Investing in Corn through the Futures Markets
The most direct way to invest in corn is by going through the futures markets. A corn contract exists, courtesy of the Chicago Board of Trade (CBOT), to help farmers, consumers, and investors manage and profit from the underlying market opportunities.
Here are the contract specs for corn investments:
Contract ticker symbol: C
Electronic ticker: ZC
Contract size: 5,000 bushels
Underlying commodity: High grade No. 2 or No. 3 yellow corn
Price fluctuation: $0.0025/bushel ($12.50 per contract)
Trading hours: 9:05 a.m. to 1:00 p.m. open outcry; 6:30 p.m. to 6:00 a.m. electronic (Chicago Time)
Trading months: March, May, July, September, December
Both high-grade number 2 and number 3 yellow corn are traded in the futures markets. In addition, corn futures contracts are usually measured in bushels. Large-scale corn production and consumption is generally measured in metric tons.

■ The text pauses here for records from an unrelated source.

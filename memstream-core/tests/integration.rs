//! End-to-end memory flows: observe → retrieve → reflect → persist → restore.

use chrono::Duration;

use memstream_core::cognition::{PersonaContext, RuleBasedCognition};
use memstream_core::config::{MemstreamConfig, PersistenceConfig};
use memstream_core::embedding::{EmbeddingProvider, HashingEmbeddingProvider};
use memstream_core::memory::{Evidence, MemoryStore, NodeDraft, Utterance};
use memstream_core::metrics;
use memstream_core::persistence::files::{load_dir, save_dir};
use memstream_core::persistence::sqlite::CheckpointStore;
use memstream_core::reflection::{
    ConversationState, ReflectionContext, ReflectionCounters, reflect,
};
use memstream_core::retrieval::{RetrievalEngine, RetrievalParams, union_of};
use memstream_core::types::{Embedding, NodeId, NodeKind, Timestamp, Triple, parse_timestamp};

fn ts(s: &str) -> Timestamp {
    parse_timestamp(s).expect("timestamp")
}

fn observe(
    store: &mut MemoryStore,
    embedder: &dyn EmbeddingProvider,
    at: Timestamp,
    triple: Triple,
    importance: f32,
) -> NodeId {
    let desc = format!("{} {} {}", triple.subject, triple.predicate, triple.object);
    let vector = embedder.embed(&desc).expect("embed");
    let keywords = [triple.subject.clone(), triple.object.clone()];
    store
        .insert_event(
            NodeDraft::new(at, triple, desc.clone())
                .keywords(keywords)
                .importance(importance)
                .embedding(desc, vector),
        )
        .id
}

// ---------------------------------------------------------------------------
// Ranking scenario
// ---------------------------------------------------------------------------

#[test]
fn ranking_with_tied_relevance_matches_formula() {
    let mut store = MemoryStore::new();
    let same = Embedding(vec![1.0, 0.0, 0.0]);
    let start = ts("2023-02-13 08:00:00");
    // Access order oldest → newest is C, B, A.
    let mut add = |minute: i64, desc: &str, importance: f32| {
        store
            .insert_event(
                NodeDraft::new(
                    start + Duration::minutes(minute),
                    Triple::new(desc, "is", "here"),
                    desc,
                )
                .importance(importance)
                .embedding(desc, same.clone()),
            )
            .id
    };
    let c = add(0, "C", 5.0);
    let b = add(1, "B", 10.0);
    let a = add(2, "A", 1.0);

    let engine = RetrievalEngine::new(RetrievalParams {
        top_n: 1,
        ..RetrievalParams::default()
    });
    let ranked = engine
        .clone()
        .with_top_n(3)
        .rank(&store, &same);

    let d: f64 = 0.99;
    let (rc, rb, ra) = (d.powi(3), d.powi(2), d.powi(1));
    let rec_b = (rb - rc) * (1.0 - 0.0) / (ra - rc) + 0.0;
    let imp_c = (5.0 - 1.0) * (1.0 - 0.0) / (10.0 - 1.0) + 0.0;
    let expect_a = 1.0 * 1.0 * 0.5 + 1.0 * 0.5 * 3.0 + 1.0 * 0.0 * 2.0;
    let expect_b = 1.0 * rec_b * 0.5 + 1.0 * 0.5 * 3.0 + 1.0 * 1.0 * 2.0;
    let expect_c = 1.0 * 0.0 * 0.5 + 1.0 * 0.5 * 3.0 + 1.0 * imp_c * 2.0;

    let ids: Vec<NodeId> = ranked.iter().map(|r| r.node_id).collect();
    assert_eq!(ids, vec![b, c, a]);
    assert_eq!(ranked[0].score.value(), expect_b);
    assert_eq!(ranked[1].score.value(), expect_c);
    assert_eq!(ranked[2].score.value(), expect_a);

    let now = ts("2023-02-13 09:00:00");
    let top = engine.retrieve(&mut store, &HashingEmbeddingProvider::new(3), &["anything"], now);
    assert_eq!(top[0].node_ids(), vec![b]);
    assert_eq!(store.get(b).expect("b").last_accessed_at, now);
    assert_eq!(store.get(a).expect("a").last_accessed_at, start + Duration::minutes(2));
}

// ---------------------------------------------------------------------------
// Full lifecycle
// ---------------------------------------------------------------------------

#[tokio::test]
async fn observe_reflect_persist_restore() {
    let config = MemstreamConfig::default();
    let embedder = HashingEmbeddingProvider::new(64);
    let cognition = RuleBasedCognition::new();
    let persona = PersonaContext::new("Klaus Mueller", "a sociology student writing a paper");
    let engine = RetrievalEngine::new(RetrievalParams::from(&config.retrieval));
    let ctx = ReflectionContext {
        cognition: &cognition,
        embedder: &embedder,
        persona: &persona,
        config: &config.reflection,
        retrieval: &engine,
    };

    let mut store = MemoryStore::new();
    let mut counters = ReflectionCounters::new(12.0);
    let mut conversation = ConversationState::default();
    let start = ts("2023-02-13 09:00:00");

    let observations = [
        Triple::new("Klaus Mueller", "is", "writing his research paper"),
        Triple::new("Isabella Rodriguez", "is", "planning a party"),
        Triple::new("Klaus Mueller", "is", "reading about gentrification"),
        Triple::new("Maria Lopez", "is", "studying physics"),
        Triple::new("Isabella Rodriguez", "is", "decorating for the party"),
    ];
    let mut perceived = Vec::new();
    for (i, triple) in observations.into_iter().enumerate() {
        let at = start + Duration::minutes(i64::try_from(i).expect("small"));
        let id = observe(&mut store, &embedder, at, triple, 3.0);
        counters.record_event(3.0);
        perceived.push(id);
    }
    assert!(counters.should_reflect(&store));

    let associative = RetrievalEngine::related_to_events(&store, &perceived);
    assert_eq!(associative.len(), 5);
    assert!(associative[1].events.contains(&perceived[4]));

    let outcome = reflect(
        &mut store,
        &mut counters,
        &mut conversation,
        &ctx,
        start + Duration::minutes(10),
    )
    .await
    .expect("reflect");
    assert!(outcome.triggered);
    assert!(!outcome.thoughts.is_empty());
    assert_eq!(counters.new_node_count, 0);

    let retrieved = engine.retrieve(
        &mut store,
        &embedder,
        &["Isabella's party", "Klaus's paper"],
        start + Duration::minutes(11),
    );
    assert_eq!(retrieved.len(), 2);
    assert!(!union_of(&retrieved).is_empty());

    // JSON directory round trip.
    let dir = tempfile::tempdir().expect("tempdir");
    let mem_dir = dir.path().join("associative_memory");
    save_dir(&store, &mem_dir).expect("save");
    let restored = load_dir(&mem_dir).expect("load");
    assert_eq!(restored, store);

    // SQLite checkpoint round trip.
    let db = CheckpointStore::open(dir.path().join("town.db"), &PersistenceConfig::default())
        .expect("open");
    db.save_store(&persona.name, &store).expect("checkpoint");
    let from_db = db.load_store(&persona.name).expect("load").expect("Some");
    assert_eq!(from_db, store);

    let snap = metrics::global().counters.snapshot();
    assert!(snap.reflections >= 1);
    assert!(snap.saves_completed >= 2);
    assert!(snap.loads_completed >= 2);
}

#[tokio::test]
async fn conversation_closeout_links_back_to_chat() {
    let config = MemstreamConfig::default();
    let embedder = HashingEmbeddingProvider::new(32);
    let persona = PersonaContext::new("Isabella Rodriguez", "runs Hobbs Cafe");
    let engine = RetrievalEngine::default();
    let ctx = ReflectionContext {
        cognition: &RuleBasedCognition,
        embedder: &embedder,
        persona: &persona,
        config: &config.reflection,
        retrieval: &engine,
    };

    let mut store = MemoryStore::new();
    let transcript = vec![
        Utterance::new("Isabella Rodriguez", "I'm hosting a Valentine's party on the 14th."),
        Utterance::new("Maria Lopez", "I'll be there!"),
    ];
    let chat = store
        .insert_chat(
            NodeDraft::new(
                ts("2023-02-13 14:00:00"),
                Triple::new("Isabella Rodriguez", "chat with", "Maria Lopez"),
                "conversing about the Valentine's party",
            )
            .keywords(["Isabella Rodriguez", "Maria Lopez"])
            .evidence(Evidence::Transcript(transcript.clone())),
        )
        .id;

    let mut conversation = ConversationState::new("Maria Lopez", ts("2023-02-13 14:05:00"));
    conversation.transcript = transcript;
    let mut counters = ReflectionCounters::from(&config.reflection);

    let early = reflect(
        &mut store,
        &mut counters,
        &mut conversation,
        &ctx,
        ts("2023-02-13 14:04:00"),
    )
    .await
        .expect("early tick");
    assert!(early.closeout.is_empty());

    let due = reflect(&mut store, &mut counters, &mut conversation, &ctx, ts("2023-02-13 14:04:50"))
        .await
        .expect("due tick");
    assert_eq!(due.closeout.len(), 2);
    for id in &due.closeout {
        let thought = store.get(*id).expect("thought");
        assert_eq!(thought.kind, NodeKind::Thought);
        assert_eq!(thought.evidence.node_ids(), &[chat]);
        assert_eq!(thought.depth, 1);
    }

    let after = reflect(
        &mut store,
        &mut counters,
        &mut conversation,
        &ctx,
        ts("2023-02-13 14:05:00"),
    )
    .await
        .expect("later tick");
    assert!(after.closeout.is_empty());
    assert_eq!(store.count(NodeKind::Thought), 2);
}
//! [`Cognition`] backed by prompt templates and an [`LlmClient`].
//!
//! Every call renders one template, asks for JSON, parses it into the
//! matching response type and validates it. A reply that parses but makes
//! no sense (poignancy 42, evidence pointing at statement 9 of 3) is a
//! `SchemaValidation` error, which reaches the store as `Collaborator`.

use std::future::Future;

use memstream_core::cognition::{Cognition, ConversationThought, Insight, PersonaContext};
use memstream_core::config::LlmConfig;
use memstream_core::{NodeKind, Result, Triple};
use serde::de::DeserializeOwned;
use tracing::{debug, instrument};

use crate::client::{LlmClient, parse_structured};
use crate::error::LlmError;
use crate::prompt::{PromptEngine, PromptId, numbered};
use crate::types::{
    FocalPointsResponse, InsightsResponse, LlmRequest, PoignancyResponse, ThoughtResponse,
    TripleResponse,
};

/// LLM-backed collaborator.
#[derive(Debug, Clone)]
pub struct LlmCognition {
    client: LlmClient,
    prompts: PromptEngine,
}

impl LlmCognition {
    /// Wrap a client and a prompt set.
    #[must_use]
    pub fn new(client: LlmClient, prompts: PromptEngine) -> Self {
        Self { client, prompts }
    }

    /// Client and prompts from the `[llm]` config section; `prompt_dir`
    /// overrides the built-in templates.
    ///
    /// # Errors
    ///
    /// Returns `ConfigError` for a bad provider or prompt directory.
    pub fn from_config(config: &LlmConfig) -> std::result::Result<Self, LlmError> {
        let prompts = match &config.prompt_dir {
            Some(dir) => PromptEngine::from_directory(dir)?,
            None => PromptEngine::builtin(),
        };
        Ok(Self::new(LlmClient::from_config(config)?, prompts))
    }

    /// The prompt set in use.
    #[must_use]
    pub fn prompts(&self) -> &PromptEngine {
        &self.prompts
    }

    #[instrument(name = "memstream::llm::ask", skip_all, fields(prompt = %id))]
    async fn ask<T: DeserializeOwned>(
        &self,
        id: PromptId,
        persona: &PersonaContext,
        vars: &[(&str, &str)],
    ) -> std::result::Result<T, LlmError> {
        let tpl = self
            .prompts
            .get(id)
            .ok_or_else(|| LlmError::ConfigError(format!("prompt template '{id}' not loaded")))?;
        let mut all_vars = vec![
            ("persona_name", persona.name.as_str()),
            ("persona_summary", persona.summary.as_str()),
        ];
        all_vars.extend_from_slice(vars);
        let (system, user) = self.prompts.render(id, &all_vars)?;

        let request = LlmRequest {
            system,
            user,
            tier: tpl.tier,
            max_tokens: tpl.max_tokens,
            temperature: tpl.temperature,
            json_mode: true,
            timeout_ms: self.client.timeout_ms(),
        };
        let response = self.client.generate(&request).await?;
        debug!(
            tokens = response.tokens_generated,
            latency_ms = response.latency_ms,
            "prompt answered"
        );
        parse_structured(&response.text)
    }
}

// ---------------------------------------------------------------------------
// Validation
// ---------------------------------------------------------------------------

fn check_poignancy(r: &PoignancyResponse) -> std::result::Result<f32, LlmError> {
    if (1.0..=10.0).contains(&r.poignancy) {
        Ok(r.poignancy.round())
    } else {
        Err(LlmError::SchemaValidation(format!(
            "poignancy {} outside 1-10",
            r.poignancy
        )))
    }
}

fn check_questions(r: FocalPointsResponse, n: usize) -> Vec<String> {
    r.questions
        .into_iter()
        .map(|q| q.trim().to_string())
        .filter(|q| !q.is_empty())
        .take(n)
        .collect()
}

fn check_insights(
    r: InsightsResponse,
    n: usize,
    statement_count: usize,
) -> std::result::Result<Vec<Insight>, LlmError> {
    r.insights
        .into_iter()
        .take(n)
        .map(|item| {
            if let Some(bad) = item.because_of.iter().find(|i| **i >= statement_count) {
                return Err(LlmError::SchemaValidation(format!(
                    "insight cites statement {bad} of {statement_count}"
                )));
            }
            Ok(Insight {
                text: item.insight.trim().to_string(),
                evidence: item.because_of,
            })
        })
        .collect()
}

fn check_triple(r: TripleResponse) -> std::result::Result<Triple, LlmError> {
    if r.subject.trim().is_empty() || r.predicate.trim().is_empty() {
        return Err(LlmError::SchemaValidation("triple needs a subject and predicate".into()));
    }
    Ok(Triple::new(r.subject.trim(), r.predicate.trim(), r.object.trim()))
}

fn check_thought(r: ThoughtResponse) -> std::result::Result<String, LlmError> {
    let thought = r.thought.trim();
    if thought.is_empty() {
        return Err(LlmError::SchemaValidation("empty thought".into()));
    }
    Ok(thought.to_string())
}

impl Cognition for LlmCognition {
    fn score_importance(
        &self,
        kind: NodeKind,
        text: &str,
        persona: &PersonaContext,
    ) -> impl Future<Output = Result<f32>> + Send {
        async move {
            let id = if kind == NodeKind::Chat {
                PromptId::ChatPoignancy
            } else {
                PromptId::EventPoignancy
            };
            let r: PoignancyResponse = self.ask(id, persona, &[("text", text)]).await?;
            Ok(check_poignancy(&r)?)
        }
    }

    fn focal_points(
        &self,
        statements: &[String],
        n: usize,
        persona: &PersonaContext,
    ) -> impl Future<Output = Result<Vec<String>>> + Send {
        async move {
            let listed = numbered(statements);
            let count = n.to_string();
            let r: FocalPointsResponse = self
                .ask(
                    PromptId::FocalPoints,
                    persona,
                    &[("statements", listed.as_str()), ("count", count.as_str())],
                )
                .await?;
            Ok(check_questions(r, n))
        }
    }

    fn insights(
        &self,
        statements: &[String],
        n: usize,
        persona: &PersonaContext,
    ) -> impl Future<Output = Result<Vec<Insight>>> + Send {
        async move {
            let listed = numbered(statements);
            let count = n.to_string();
            let r: InsightsResponse = self
                .ask(
                    PromptId::InsightAndEvidence,
                    persona,
                    &[("statements", listed.as_str()), ("count", count.as_str())],
                )
                .await?;
            Ok(check_insights(r, n, statements.len())?)
        }
    }

    fn event_triple(
        &self,
        text: &str,
        persona: &PersonaContext,
    ) -> impl Future<Output = Result<Triple>> + Send {
        async move {
            let r: TripleResponse =
                self.ask(PromptId::EventTriple, persona, &[("text", text)]).await?;
            Ok(check_triple(r)?)
        }
    }

    fn conversation_thought(
        &self,
        kind: ConversationThought,
        transcript: &str,
        persona: &PersonaContext,
    ) -> impl Future<Output = Result<String>> + Send {
        async move {
            let id = match kind {
                ConversationThought::Planning => PromptId::PlanningOnConvo,
                ConversationThought::Memo => PromptId::MemoOnConvo,
            };
            let r: ThoughtResponse = self.ask(id, persona, &[("transcript", transcript)]).await?;
            Ok(check_thought(r)?)
        }
    }
}
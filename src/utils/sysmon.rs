//! System load sampling for stats heartbeats.
//!
//! Linux reads /proc directly; other platforms report zeros rather than
//! guessing.

/// One system load sample
#[derive(Debug, Clone, Copy, Default)]
pub struct SystemSample {
    /// CPU load percent, 1-minute load average normalized by core count
    pub cpu_percent: u8,
    /// Memory usage percent (total minus available)
    pub mem_percent: u8,
}

/// Sample current system load. Returns zeros on non-Linux or read failure.
pub fn sample() -> SystemSample {
    #[cfg(target_os = "linux")]
    {
        SystemSample {
            cpu_percent: cpu_percent_linux(),
            mem_percent: mem_percent_linux(),
        }
    }
    #[cfg(not(target_os = "linux"))]
    {
        SystemSample::default()
    }
}

#[cfg(target_os = "linux")]
fn cpu_percent_linux() -> u8 {
    let Ok(loadavg) = std::fs::read_to_string("/proc/loadavg") else {
        return 0;
    };
    let Some(one_min) = loadavg.split_whitespace().next() else {
        return 0;
    };
    let Ok(load) = one_min.parse::<f64>() else {
        return 0;
    };

    let cores = num_cpus::get().max(1) as f64;
    ((load / cores) * 100.0).round().min(100.0) as u8
}

#[cfg(target_os = "linux")]
fn mem_percent_linux() -> u8 {
    let Ok(meminfo) = std::fs::read_to_string("/proc/meminfo") else {
        return 0;
    };

    let mut total_kb: u64 = 0;
    let mut available_kb: u64 = 0;
    for line in meminfo.lines() {
        if let Some(rest) = line.strip_prefix("MemTotal:") {
            total_kb = parse_kb(rest);
        } else if let Some(rest) = line.strip_prefix("MemAvailable:") {
            available_kb = parse_kb(rest);
        }
        if total_kb > 0 && available_kb > 0 {
            break;
        }
    }

    if total_kb == 0 {
        return 0;
    }
    let used = total_kb.saturating_sub(available_kb);
    ((used as f64 / total_kb as f64) * 100.0).round().min(100.0) as u8
}

#[cfg(target_os = "linux")]
fn parse_kb(rest: &str) -> u64 {
    rest.split_whitespace()
        .next()
        .and_then(|v| v.parse().ok())
        .unwrap_or(0)
}

#[cfg(test)]
mod tests {
    use super::*;

    #[test]
    fn test_sample_is_bounded() {
        let s = sample();
        assert!(s.cpu_percent <= 100);
        assert!(s.mem_percent <= 100);
    }
}
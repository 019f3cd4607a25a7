//! WebSocket stats feed: push-only live snapshots for external observers.
//!
//! Each client gets the current snapshot on connect, then every snapshot
//! the broadcaster publishes. Clients connect and disconnect freely; a dead
//! or slow client only affects its own forwarding task, never the publish
//! loop or other subscribers.

use std::net::SocketAddr;
use std::sync::Arc;

use futures_util::{SinkExt, StreamExt};
use tokio::net::{TcpListener, TcpStream};
use tokio::sync::{broadcast, watch};
use tokio::task::JoinHandle;
use tokio_tungstenite::tungstenite::Message;
use tracing::{debug, info, warn};

use crate::models::errors::{EngineError, EngineResult};
use crate::stats::{RunStats, StatsBroadcaster, StatsCollector};

/// WebSocket server fanning out stats snapshots.
pub struct StatsFeed {
    listener: TcpListener,
    addr: SocketAddr,
    collector: Arc<StatsCollector>,
    tx: broadcast::Sender<RunStats>,
}

impl StatsFeed {
    /// Bind the feed listener. Pass port 0 for an ephemeral port.
    pub async fn bind(
        addr: SocketAddr,
        collector: Arc<StatsCollector>,
        broadcaster: &StatsBroadcaster,
    ) -> EngineResult<Self> {
        let listener = TcpListener::bind(addr)
            .await
            .map_err(|e| EngineError::feed_bind_failed(format!("Bind {} failed: {}", addr, e)))?;
        let addr = listener
            .local_addr()
            .map_err(|e| EngineError::feed_bind_failed(format!("Local addr failed: {}", e)))?;

        Ok(Self {
            listener,
            addr,
            collector,
            tx: broadcaster.sender(),
        })
    }

    /// Bound address, useful when binding port 0
    pub fn local_addr(&self) -> SocketAddr {
        self.addr
    }

    /// Spawn the accept loop.
    pub fn start(self) -> FeedHandle {
        let (shutdown_tx, mut shutdown_rx) = watch::channel(false);
        let addr = self.addr;
        info!("📊 Stats feed listening on ws://{}", addr);

        let task = tokio::spawn(async move {
            loop {
                tokio::select! {
                    accepted = self.listener.accept() => {
                        match accepted {
                            Ok((stream, peer)) => {
                                debug!("Client connected to stats feed: {}", peer);
                                let collector = self.collector.clone();
                                let rx = self.tx.subscribe();
                                tokio::spawn(async move {
                                    if let Err(e) = serve_client(stream, collector, rx).await {
                                        debug!("Stats feed client {} dropped: {}", peer, e);
                                    }
                                });
                            }
                            Err(e) => warn!("⚠️ Stats feed accept failed: {}", e),
                        }
                    }
                    _ = shutdown_rx.changed() => {
                        debug!("Stats feed shutting down");
                        break;
                    }
                }
            }
        });

        FeedHandle {
            addr,
            shutdown: shutdown_tx,
            task,
        }
    }
}

/// Handle to a running feed; `stop` tears the accept loop down
/// deterministically.
pub struct FeedHandle {
    addr: SocketAddr,
    shutdown: watch::Sender<bool>,
    task: JoinHandle<()>,
}

impl FeedHandle {
    pub fn local_addr(&self) -> SocketAddr {
        self.addr
    }

    pub async fn stop(self) {
        let _ = self.shutdown.send(true);
        let _ = self.task.await;
    }
}

/// One client: send the current snapshot, then forward published ones.
async fn serve_client(
    stream: TcpStream,
    collector: Arc<StatsCollector>,
    mut rx: broadcast::Receiver<RunStats>,
) -> EngineResult<()> {
    let ws = tokio_tungstenite::accept_async(stream)
        .await
        .map_err(|e| EngineError::feed_bind_failed(format!("Handshake failed: {}", e)))?;
    let (mut ws_tx, mut ws_rx) = ws.split();

    // Initial snapshot on connect
    let initial = serde_json::to_string(&collector.snapshot())?;
    if ws_tx.send(Message::Text(initial)).await.is_err() {
        return Ok(());
    }

    loop {
        tokio::select! {
            published = rx.recv() => {
                match published {
                    Ok(snapshot) => {
                        let payload = serde_json::to_string(&snapshot)?;
                        if ws_tx.send(Message::Text(payload)).await.is_err() {
                            break;
                        }
                    }
                    // Slow client: skip ahead instead of blocking the feed
                    Err(broadcast::error::RecvError::Lagged(skipped)) => {
                        debug!("Stats feed client lagged, skipped {} snapshots", skipped);
                    }
                    Err(broadcast::error::RecvError::Closed) => break,
                }
            }
            incoming = ws_rx.next() => {
                match incoming {
                    Some(Ok(Message::Close(_))) | None => break,
                    Some(Err(_)) => break,
                    // Pings are answered by tungstenite; ignore the rest
                    Some(Ok(_)) => {}
                }
            }
        }
    }
    Ok(())
}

Historically, the United States has dominated the corn markets, and still does due to abundant land and helpful governmental subsidies. China is also a major player and exhibits a lot of potential for being a market leader in the coming years. Other notable producers include Brazil, Mexico, Argentina, and France.
Source: U.S. Department of Agriculture, 2006 figures
Like other agricultural commodities, corn is subject to seasonal and cyclical factors that have a direct, and often powerful, effect on prices. Prices for corn can go through roller coaster rides, with wild swings in short periods of time.